There are more statues on Milan’s Duomo than any other building in the world. So I guess it’s not surprising that after more than 3,000 apostles, saints, martyrs, popes, and bishops, stone carvers got creative with their subject matter. There are some interesting and unexpected “intruders” among the spires of this Gothic Cathedral.
First, a little history. As the second largest Christian Church in Italy (behind St. Peter’s) and the third (some say the fifth) largest in the world, Milan’s Duomo is still a work in progress. It was begun in 1386, and construction continued for six centuries. The cathedral was consecrated in 1418 even though only the nave was finished at the time. In the early 1800s, after Napoleon conquered the city, he wanted to be crowned King of Italy in the Duomo so he offered to pay to finish the façade. Hence, there is a statue of Napoleon atop one of the 135 spires.
The gilded Madonnina (little Madonna),patroness and symbol of the city,stands atop the main spire rising 354 feet high. During World War II, la Madonnina was covered with a cloth to avoid being a target for bombers. Built in 1774, tradition maintains that it must be the tallest man-made object in Milan. So when a modern building surpasses her height, a replica of la Madonnina is placed on top.
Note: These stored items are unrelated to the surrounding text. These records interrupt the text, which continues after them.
//! RSA Dispatch - fans one order out across many brokerage integrations.
//!
//! A request (buy, sell or holdings) names a set of brokers. The dispatcher
//! logs in to each one with the requesting user's stored credentials, runs
//! the action on every account, and reports progress line by line to the
//! console and, in bot mode, to a chat channel.
//!
//! ## Architecture
//!
//! ```text
//! CLI / chat ──▶ command ──▶ OrderRequest ──▶ Dispatcher ──▶ AdapterRegistry
//!                                               │   ▲            │
//!                                 CredentialStore   │            ▼
//!                                               │   └── Broker / BlockingBroker / SessionBroker
//!                                               ▼                │
//!                                            Reporter ◀──────────┘
//!                                               │         (login codes)
//!                                  console + chat sink ◀── CodeRelay ◀── !code
//! ```

#![warn(clippy::all)]
#![allow(clippy::pedantic)]

pub mod broker;
pub mod chat;
pub mod command;
pub mod credentials;
pub mod dispatcher;
pub mod error;
pub mod order;
pub mod relay;
pub mod reporter;
pub mod session;
pub mod worker;

pub use broker::{
    Adapter, AdapterRegistry, BlockingBroker, Broker, BrokerGroup, BrokerId, LoginContext,
    SessionBroker,
};
pub use chat::{ChatBridge, ChatCommand, IncomingMessage};
pub use command::{parse_args, parse_command, CommandError};
pub use credentials::{
    Credential, CredentialError, CredentialSet, CredentialStore, EnvCredentialStore,
    SqliteCredentialStore,
};
pub use dispatcher::{
    BatchReport, BrokerOutcome, BrokerState, DispatchSettings, Dispatcher, BATCH_COMPLETE,
};
pub use error::DispatchError;
pub use order::{Action, OrderError, OrderRequest};
pub use relay::{
    CodeOutcome, CodeProvider, CodeRelay, ConsoleCodeProvider, RelayCodeProvider, SubmitOutcome,
};
pub use reporter::{ConsoleSink, MemorySink, MessageSink, Reporter, StdoutConsole};
pub use session::{AccountRecord, BrokerSession, Holding, SubAccount};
The Duomo is covered with carvings of fruit, flowers, frogs, monkeys, and, of course, gargoyles. More than 100 of these delightful, yet sometimes grotesque, beasts adorn the Duomo (and other Gothic cathedrals). While some of the symbolism is now lost, it was believed that gargoyles were erected to ward off evil spirits. There is also a strange creature in bas-relief that looks like part dinosaur, part dog, part dragon. It has a friendly look and is depicted eating a leaf. Legend has it that the scene represents Tarantasio, a mythical creature that appeared in a swamp south of Milan in the 12thcentury after devastating floods. The “dinosaur” mysteriously disappeared 200 years later on December 31, 1299. Soon thereafter, a large bone floated to the surface of the swamp after heavy rains.
Moving to more modern history, who put up the stone tennis racket and ice ax with mountain boots? And then there are non-religious figures beside Napoleon—faces of Vittorio Emanuele III, Mussolini, and Pope Pius IX. It is said that the turban on the head of Il Duce was added later, at the end of the Second World War, to make it unrecognizable. And there is the boxer Primo Carnera, an Italian-American who won the world heavy-weight championship in New York in 1933.
And speaking of New York, on the balcony above the main entrance to the Duomo is the “Statue of Liberty!” Sculpted by Camillo Pacetti in 1810, this statue is 75 years older than the New York’s Statue of Liberty. It is believed that Frederic Auguste Bartholdi was inspired by the Duomo’s rendition to create “Lady Liberty.” Both hold a torch with their right hand, and both wear a crown and a tunic. The only difference is what they hold in their left hand. The one in Milan holds a cross, and the one in New York holds a book with the Independence Day date on it.
With so much statuary and such a large cathedral, it is no wonder that the Duomo’s construction is responsible for the Navigli, Milan’s canal system. The cathedral’s edifice is made from Candoglia marble from the Lake Maggiore area. Canals were constructed to ship the marble from the quarries. Some of the canals exist today. In fact, the Navigli District of Milan is quite popular among regulars and tourists; it is known for its art galleries and restaurants.